Opinion
Record No. 2698-00-1.
March 27, 2001.
Appeal from the Virginia Workers' Compensation Commission.
(William C. Walker; Donna White Kearney; Taylor Walker, P.C., on brief), for appellant.
(Alan P. Owens, on brief), for appellee.
Present: Chief Judge Fitzpatrick, Judge Bumgardner and Senior Judge Hodges.
MEMORANDUM OPINION
Pursuant to Code § 17.1-413, this opinion is not designated for publication.
City of Portsmouth Sheriff's Department (employer) contends that the Workers' Compensation Commission erred in finding that employer failed to present sufficient medical evidence to rebut the statutory presumption contained in Code § 65.2-402 that Harry W. Torbert's (claimant) heart disease is an occupational disease under the Workers' Compensation Act ("the Act"). Upon reviewing the record and the briefs of the parties, we conclude that this appeal is without merit. Accordingly, we summarily affirm the commission's decision. See Rule 5A:27.
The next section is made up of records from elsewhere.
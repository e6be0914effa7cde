use std::convert::Infallible;

use axum::{
    extract::State,
    response::sse::{Event, Sse},
};
use futures::stream::Stream;
use tokio::sync::mpsc;

use crate::controllers::live_stream::sse_from_subscription;
use crate::realtime::feeds::subscribe_to_dashboard_stats;
use crate::state::AppState;
use crate::utils::error::AppResult;

/// Headline counters; first event arrives once users, courses, exams and
/// approved payments have all been read.
pub async fn dashboard_stream(
    State(state): State<AppState>,
) -> AppResult<Sse<impl Stream<Item = Result<Event, Infallible>>>> {
    let (tx, rx) = mpsc::unbounded_channel();
    let subscription = subscribe_to_dashboard_stats(&state.hub, move |stats| {
        let _ = tx.send(stats);
    })
    .await?;

    Ok(sse_from_subscription(rx, subscription))
}
use std::convert::Infallible;
use std::time::Duration;

use axum::response::sse::{Event, KeepAlive, Sse};
use futures::stream::{self, Stream};
use serde::Serialize;
use tokio::sync::mpsc;
use tracing::{error, warn};

use crate::realtime::{Health, Live};

const HEALTH_CHECK_INTERVAL: Duration = Duration::from_secs(1);

struct StreamState<T, H> {
    updates: mpsc::UnboundedReceiver<T>,
    handle: H,
    finished: bool,
}

/// Turns a live subscription into an SSE response. `handle` lives as long
/// as the stream, so a disconnecting client cancels the subscription.
/// A subscription that fails permanently gets one `error` event and the
/// stream ends.
pub fn sse_from_subscription<T, H>(
    updates: mpsc::UnboundedReceiver<T>,
    handle: H,
) -> Sse<impl Stream<Item = Result<Event, Infallible>>>
where
    T: Serialize + Send + 'static,
    H: Live + 'static,
{
    let initial = StreamState {
        updates,
        handle,
        finished: false,
    };

    let stream = stream::unfold(initial, |mut state| async move {
        if state.finished {
            return None;
        }

        loop {
            tokio::select! {
                update = state.updates.recv() => {
                    let Some(update) = update else {
                        // The sender goes away when a single-source subscription gives up.
                        state.finished = true;
                        return if state.handle.health() == Health::Failed {
                            warn!("Live subscription failed, closing stream");
                            Some((Ok(failure_event()), state))
                        } else {
                            None
                        };
                    };
                    let event = match serde_json::to_string(&update) {
                        Ok(json_data) => Event::default().data(json_data),
                        Err(e) => {
                            error!("Failed to serialize live update: {}", e);
                            continue;
                        }
                    };
                    return Some((Ok::<_, Infallible>(event), state));
                }
                _ = tokio::time::sleep(HEALTH_CHECK_INTERVAL) => {
                    if state.handle.health() == Health::Failed {
                        warn!("Live subscription failed, closing stream");
                        state.finished = true;
                        return Some((Ok(failure_event()), state));
                    }
                }
            }
        }
    });

    Sse::new(stream).keep_alive(
        KeepAlive::new()
            .interval(Duration::from_secs(15))
            .text("keep-alive"),
    )
}

fn failure_event() -> Event {
    Event::default()
        .event("error")
        .data(r#"{"error":"SERVICE_UNAVAILABLE","message":"Live updates are unavailable"}"#)
}

#[cfg(test)]
mod tests {
    use super::*;
    use crate::db::memory::FlakyStore;
    use crate::db::store::Selector;
    use crate::realtime::LiveQueryHub;
    use crate::services::retry::RetryPolicy;
    use axum::body::to_bytes;
    use axum::response::IntoResponse;
    use std::sync::Arc;
    use tokio::time::timeout;

    fn flaky() -> (Arc<FlakyStore>, LiveQueryHub) {
        let store = Arc::new(FlakyStore::default());
        let hub = LiveQueryHub::new(
            store.clone(),
            RetryPolicy {
                max_attempts: 3,
                base_delay: Duration::from_millis(1),
                max_delay: Duration::from_millis(5),
            },
        );
        (store, hub)
    }

    async fn body_text<S>(sse: Sse<S>) -> String
    where
        S: Stream<Item = Result<Event, Infallible>> + Send + 'static,
    {
        let body = sse.into_response().into_body();
        let bytes = timeout(Duration::from_secs(5), to_bytes(body, usize::MAX))
            .await
            .expect("stream did not end")
            .unwrap();
        String::from_utf8(bytes.to_vec()).unwrap()
    }

    #[tokio::test]
    async fn failed_subscription_ends_with_an_error_event() {
        let (store, hub) = flaky();
        let (tx, rx) = mpsc::unbounded_channel();
        let subscription = hub
            .subscribe(Selector::all("polls"), move |snapshot| {
                let _ = tx.send(snapshot.len());
            })
            .await
            .unwrap();
        let sse = sse_from_subscription(rx, subscription);

        store.fail("polls");

        let text = body_text(sse).await;
        assert!(text.contains("data: 0"), "{}", text);
        assert!(text.contains("event: error"), "{}", text);
        assert!(text.contains("SERVICE_UNAVAILABLE"), "{}", text);
    }

    #[tokio::test]
    async fn one_failed_source_ends_a_merged_stream() {
        let (store, hub) = flaky();
        let (tx, rx) = mpsc::unbounded_channel();
        let subscription = hub
            .subscribe_merged(
                vec![Selector::all("polls"), Selector::all("users")],
                move |sources| {
                    let _ = tx.send(sources.len("polls"));
                },
            )
            .await
            .unwrap();
        let sse = sse_from_subscription(rx, subscription);

        store.fail("polls");

        let text = body_text(sse).await;
        assert!(text.contains("event: error"), "{}", text);
    }
}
On appeal, we view the evidence in the light most favorable to the prevailing party below. See R.G. Moore Bldg. Corp. v. Mullins, 10 Va. App. 211, 212, 390 S.E.2d 788, 788 (1990).
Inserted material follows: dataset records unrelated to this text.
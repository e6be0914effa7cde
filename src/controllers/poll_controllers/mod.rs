pub mod cast_vote;
pub mod check_vote;
pub mod close_poll;
pub mod create_poll;
pub mod delete_poll;
pub mod models;
pub mod polls_stream;
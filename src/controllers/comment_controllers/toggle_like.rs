use axum::{
    extract::{Extension, Path, State},
    Json,
};

use crate::services::comments::LikeState;
use crate::state::AppState;
use crate::utils::error::AppResult;
use crate::utils::session::Claims;

pub async fn toggle_like(
    Path(comment_id): Path<String>,
    State(state): State<AppState>,
    Extension(claims): Extension<Claims>,
) -> AppResult<Json<LikeState>> {
    let like_state = state.comments.toggle_like(&comment_id, &claims.sub).await?;
    Ok(Json(like_state))
}
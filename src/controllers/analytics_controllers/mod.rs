pub mod analytics_socket;
pub mod dashboard_stream;
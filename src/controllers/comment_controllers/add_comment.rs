use axum::{
    extract::{Extension, Path, State},
    http::StatusCode,
    Json,
};

use crate::db::store::Versioned;
use crate::models::comment_models::Comment;
use crate::services::comments::NewComment;
use crate::state::AppState;
use crate::utils::error::AppResult;
use crate::utils::session::Claims;

pub async fn add_comment(
    Path(target_id): Path<String>,
    State(state): State<AppState>,
    Extension(claims): Extension<Claims>,
    Json(payload): Json<NewComment>,
) -> AppResult<(StatusCode, Json<Versioned<Comment>>)> {
    let comment = state
        .comments
        .add_comment(&target_id, &claims, payload)
        .await?;

    Ok((StatusCode::CREATED, Json(comment)))
}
So viewed, the evidence proved that appellant had been a Portsmouth City police officer for twenty-five years. In 1989, the Portsmouth Sheriff's Department hired claimant as a deputy sheriff/corrections officer.
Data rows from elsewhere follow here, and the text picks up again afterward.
use std::fmt;

use async_trait::async_trait;
use serde::{de::DeserializeOwned, Deserialize, Serialize};
use serde_json::Value;
use thiserror::Error;
use tokio::sync::watch;

/// A stored document together with its identity and its optimistic
/// concurrency version. Versions start at 1 and grow by one on every put.
#[derive(Debug, Clone, PartialEq, Serialize, Deserialize)]
pub struct Versioned<T> {
    pub id: String,
    pub version: u64,
    #[serde(flatten)]
    pub data: T,
}

pub type RawDocument = Versioned<Value>;

impl RawDocument {
    pub fn decode<T: DeserializeOwned>(&self) -> Result<Versioned<T>, StoreError> {
        Ok(Versioned {
            id: self.id.clone(),
            version: self.version,
            data: serde_json::from_value(self.data.clone())?,
        })
    }
}

/// Collection name plus an optional single-field equality filter. Ordering
/// is deliberately absent: consumers sort after fetching.
#[derive(Debug, Clone, PartialEq)]
pub struct Selector {
    pub collection: String,
    pub filter: Option<(String, Value)>,
}

impl Selector {
    pub fn all(collection: &str) -> Self {
        Self {
            collection: collection.to_string(),
            filter: None,
        }
    }

    pub fn field_eq(collection: &str, field: &str, value: impl Into<Value>) -> Self {
        Self {
            collection: collection.to_string(),
            filter: Some((field.to_string(), value.into())),
        }
    }

    pub fn matches(&self, data: &Value) -> bool {
        match &self.filter {
            None => true,
            Some((field, expected)) => data.get(field) == Some(expected),
        }
    }
}

impl fmt::Display for Selector {
    fn fmt(&self, f: &mut fmt::Formatter<'_>) -> fmt::Result {
        match &self.filter {
            None => write!(f, "{}", self.collection),
            Some((field, value)) => write!(f, "{}[{}={}]", self.collection, field, value),
        }
    }
}

#[derive(Debug, Clone, Copy, PartialEq, Eq)]
pub enum Precondition {
    /// The document must not exist yet.
    Absent,
    /// The document must exist with exactly this version.
    Version(u64),
    /// The document must exist, any version.
    Exists,
}

#[derive(Debug, Clone, PartialEq)]
pub enum WriteOp {
    Put {
        collection: String,
        id: String,
        data: Value,
        expect: Precondition,
    },
    Delete {
        collection: String,
        id: String,
        expect: Precondition,
    },
}

impl WriteOp {
    pub fn put<T: Serialize>(
        collection: &str,
        id: &str,
        data: &T,
        expect: Precondition,
    ) -> Result<Self, StoreError> {
        Ok(WriteOp::Put {
            collection: collection.to_string(),
            id: id.to_string(),
            data: serde_json::to_value(data)?,
            expect,
        })
    }

    pub fn delete(collection: &str, id: &str, expect: Precondition) -> Self {
        WriteOp::Delete {
            collection: collection.to_string(),
            id: id.to_string(),
            expect,
        }
    }

    pub fn collection(&self) -> &str {
        match self {
            WriteOp::Put { collection, .. } | WriteOp::Delete { collection, .. } => collection,
        }
    }

    pub fn id(&self) -> &str {
        match self {
            WriteOp::Put { id, .. } | WriteOp::Delete { id, .. } => id,
        }
    }

    pub fn expect(&self) -> Precondition {
        match self {
            WriteOp::Put { expect, .. } | WriteOp::Delete { expect, .. } => *expect,
        }
    }
}

/// Revision counter of one collection. It ticks after every committed
/// change; a closed feed means the underlying transport went away.
pub type ChangeFeed = watch::Receiver<u64>;

#[derive(Debug, Error)]
pub enum StoreError {
    #[error("precondition failed for {collection}/{id}")]
    PreconditionFailed { collection: String, id: String },
    #[error("store unavailable: {0}")]
    Unavailable(String),
    #[error("serialization error: {0}")]
    Serialization(#[from] serde_json::Error),
    #[error("backend error: {0}")]
    Backend(String),
}

impl StoreError {
    pub fn is_conflict(&self) -> bool {
        matches!(self, StoreError::PreconditionFailed { .. })
    }
}

#[async_trait]
pub trait DocumentStore: Send + Sync {
    async fn get(&self, collection: &str, id: &str) -> Result<Option<RawDocument>, StoreError>;

    async fn query(&self, selector: &Selector) -> Result<Vec<RawDocument>, StoreError>;

    /// Applies every op or none of them.
    async fn commit(&self, ops: Vec<WriteOp>) -> Result<(), StoreError>;

    async fn watch(&self, collection: &str) -> Result<ChangeFeed, StoreError>;
}

pub async fn get_typed<T: DeserializeOwned>(
    store: &dyn DocumentStore,
    collection: &str,
    id: &str,
) -> Result<Option<Versioned<T>>, StoreError> {
    store
        .get(collection, id)
        .await?
        .map(|doc| doc.decode())
        .transpose()
}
In 1987, claimant was diagnosed with diabetes. Since at least 1994, claimant had intermittently treated his diabetes with medication. In January 1991, claimant had an abnormal electrocardiogram. In August 1996, a left atrial hemi-block was discovered in claimant.
Claimant's job required that he process inmates in and out of jail, supervise their meals and activities, and transport them to and from court and other jail facilities. Claimant testified regarding various job stressors primarily related to conflict with his supervisors.
On November 15, 1998, as claimant was carrying meals to an outside facility, he felt pain in his left arm and experienced shortness of breath. The next day, he reported to Maryview Medical Center emergency room, where he was examined by Dr. Kasedul Hoq.
Dr. Hoq recorded a history of non-insulin dependent diabetes mellitus, controlled hypertension, and diabetic polyneuropathy. Dr. Hoq noted that claimant experienced chest pain on Saturday night, fell asleep, and awoke without any problem. He noted that claimant reported to work, where he felt chest pain and then reported to the hospital. Dr. Hoq diagnosed chest pains, non-insulin dependent diabetes mellitus, diabetic polyneuropathy, and controlled hypertension.
Dr. Philip R. Goldstein, a cardiologist, examined claimant upon Dr. Hoq's request for a consultation. Dr. Goldstein noted that claimant suffered from a history of high blood pressure, which had resolved, and a history of an irregular heartbeat, but no history of a weak or enlarged heart, heart attack, heart murmur, or rheumatic fever. Dr. Goldstein noted that claimant had diabetes and that on average, he smoked one pack of cigarettes per day. A November 18, 1998 cardiac catheterization showed an "anterior wall myocardial infarction recently but not in this admission." Dr. Goldstein diagnosed claimant as suffering from severe arteriosclerotic heart disease and coronary artery abnormalities.
Dr. James C. Laroque, an endocrinologist, who consulted to assist in managing claimant's diabetes, noted on November 19, 1998, that the medication claimant had been taking to control his diabetes "is considered to have been contributing to [his] heart failure because of its tendency to cause sodium retention."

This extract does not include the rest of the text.